The genomic surveillance of SARS-CoV-2 is also facing several major challenges. First, despite this enormous endeavour, in reality only a very small proportion (around 2%) of cases have been sequenced. In addition, the majority of sequences come from a small number of countries and, remarkably, as of August 2021, around 50% of genomes have been generated in the UK and the USA, which have led the worldwide effort in this respect. By contrast, other countries with major outbreaks, such as India and Brazil, have sequenced a much smaller numbers of cases, which may cause delays in identifying variants with previously undescribed phenotypic characteristics. Therefore, it is likely that there are additional new variants that have not yet been detected given the limited genomic surveillance in a number of regions.

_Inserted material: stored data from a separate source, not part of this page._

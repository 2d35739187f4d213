//! Extractors whose rejections render through [`ApiError`].

use axum::extract::{FromRequest, FromRequestParts};

use super::error::ApiError;

/// JSON body; malformed or mistyped payloads become a uniform 400.
#[derive(FromRequest)]
#[from_request(via(axum::Json), rejection(ApiError))]
pub struct JsonBody<T>(pub T);

#[derive(FromRequestParts)]
#[from_request(via(axum::extract::Query), rejection(ApiError))]
pub struct QueryParams<T>(pub T);

#[derive(FromRequestParts)]
#[from_request(via(axum::extract::Path), rejection(ApiError))]
pub struct PathParam<T>(pub T);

Indeed, because the major VOCs are genetically divergent, it is possible that they have been circulating cryptically in unsampled locations, or have also emerged in individuals with a chronically infection who shed the virus for extended periods156,157. Second, the complex transmission dynamics caused by different SARS-CoV-2 variants and their continuous evolution clearly necessitate increased genomic surveillance in such a world with global connectivity and travel networks reshaped by the pandemic. Third, it is possible that recombination among viruses will also change the genetic structure of SARS-CoV-2, perhaps generating viruses with an altered phenotype. Indeed, there have already been suggestions of recombination between the Alpha and Epsilon variants in California in early 2021 (ref. 158). Similarly, the potential recombination of SARS-CoV-2 and other mild human coronaviruses should not be neglected.

In summary, SARS-CoV-2 has led to an increased understanding of coronavirus evolution and the virus has entered a new evolutionary phase characterized by the frequent emergence and spread of variants that affect immune escape and reduce the efficacy of vaccines. Of particular concern is that the limited genomic surveillance in many low-income countries may cause delays in identifying variants with previously undescribed phenotypic characteristics. To contain the current and future pandemics, we urgently call for closer international cooperation, increased vaccine supply and sharing, rapid information exchange, and the establishment of both the infrastructure and trained personnel required for the effective genomic surveillance of SARS-CoV-2 and other emerging viruses.